Speculation is about a moment in time. It’s based on faith, popular fads and the illusion of easy money. It's characterized by quick wins, copious displays of bravado, lots of guts, and is often fueled by FOMO -- fear of missing out. Examples of speculation at its best include the Dutch tulip craze of 1637, the Internet stock bubble of 2000, casino betting and the explosion of cryptocurrencies. Successful investing, on the other hand, is never about a moment in time, but rather about a PROCESS over time. It’s far slower and less glamorous than speculation. In fact, it can take years to master. It’s fueled by patience, skill, and access to information -- rather than luck or impulse. Early on, it might even require you to go against the grain, avoid the obvious, and hold fast to your convictions while the market is tanking.

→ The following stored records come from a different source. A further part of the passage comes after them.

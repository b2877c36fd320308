//! `mercato-catalog`: the authoritative product store.
//!
//! Sellers list priced, quantity-limited products; every other component
//! reads (and some conditionally mutate) this catalog. Seller edits that
//! shrink stock, raise the minimum order quantity, or delete a product are
//! reported as [`CatalogChange`]s and pushed synchronously to attached
//! observers so dependent state (carts) can be corrected.

pub mod product;
pub mod service;

pub use product::{Product, ProductDraft, ProductPatch, Review};
pub use service::{CatalogChange, CatalogObserver, ProductCatalog, nearest_first};
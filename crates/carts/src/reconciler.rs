//! Cart reconciliation after catalog changes.
//!
//! Seller edits commit to the catalog first; carts are corrected afterwards.
//! The reconciler re-reads the product at correction time rather than
//! trusting the change payload, so a burst of edits converges on the final
//! catalog state no matter how the notifications interleave.

use mercato_catalog::{CatalogChange, CatalogObserver, Product};
use mercato_core::{DomainResult, ProductId};
use mercato_store::KeyedStore;

use crate::cart::{CartEntry, CartKey, CartService, authoritative_quantity};

/// One correction the reconciler applied to a persisted cart line.
#[derive(Debug, Clone, Copy, PartialEq, Eq)]
pub enum CartAdjustment {
    /// The line was removed (product gone, out of stock, or MOQ unmeetable).
    Removed { key: CartKey, from: u32 },
    /// The quantity was rewritten to the nearest valid one.
    Corrected { key: CartKey, from: u32, to: u32 },
}

/// Replays catalog shrinkage onto every affected cart.
pub struct CartReconciler<C, P> {
    carts: CartService<C, P>,
    products: P,
}

impl<C, P> CartReconciler<C, P>
where
    C: KeyedStore<CartKey, CartEntry>,
    P: KeyedStore<ProductId, Product> + Clone,
{
    pub fn new(carts: C, products: P) -> Self {
        Self {
            carts: CartService::new(carts, products.clone()),
            products,
        }
    }

    /// Correct every cart line holding `product_id` against the product's
    /// current stock and MOQ. Lines buyers changed concurrently are left to
    /// the next notification rather than overwritten.
    pub fn reconcile(&self, product_id: ProductId) -> DomainResult<Vec<CartAdjustment>> {
        let product = self.products.get(&product_id)?;
        let mut adjustments = Vec::new();

        for (key, entry) in self.carts.all_lines()? {
            if key.product_id != product_id {
                continue;
            }
            let corrected = match &product {
                None => 0,
                Some(p) => authoritative_quantity(i64::from(entry.quantity), p.stock, p.moq).0,
            };
            if corrected == entry.quantity {
                continue;
            }

            self.carts.correct_line(key, corrected)?;
            let adjustment = if corrected == 0 {
                CartAdjustment::Removed {
                    key,
                    from: entry.quantity,
                }
            } else {
                CartAdjustment::Corrected {
                    key,
                    from: entry.quantity,
                    to: corrected,
                }
            };
            tracing::info!(
                "reconciled cart line for buyer {} on product {}: {} -> {}",
                key.buyer_id,
                product_id,
                entry.quantity,
                corrected
            );
            adjustments.push(adjustment);
        }

        Ok(adjustments)
    }
}

impl<C, P> CatalogObserver for CartReconciler<C, P>
where
    C: KeyedStore<CartKey, CartEntry>,
    P: KeyedStore<ProductId, Product> + Clone + Send + Sync,
{
    fn on_change(&self, change: &CatalogChange) -> DomainResult<()> {
        let product_id = match change {
            CatalogChange::StockDecreased { product_id, .. }
            | CatalogChange::MoqRaised { product_id, .. }
            | CatalogChange::Deleted { product_id } => *product_id,
        };
        self.reconcile(product_id)?;
        Ok(())
    }
}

Examples of investing include going to Medical School, allocating society's taxes to education, committing to a challenging marriage, setting up a winery, or foregoing a lavish lifestyle in exchange for a bigger retirement account.
Speculating and Investing are polar opposites. They don’t mix well, and they usually can’t co-exist for too long.
So, before taking that leap into markets, slow things down…Think hard… And make a choice between becoming a Speculator or becoming an Investor.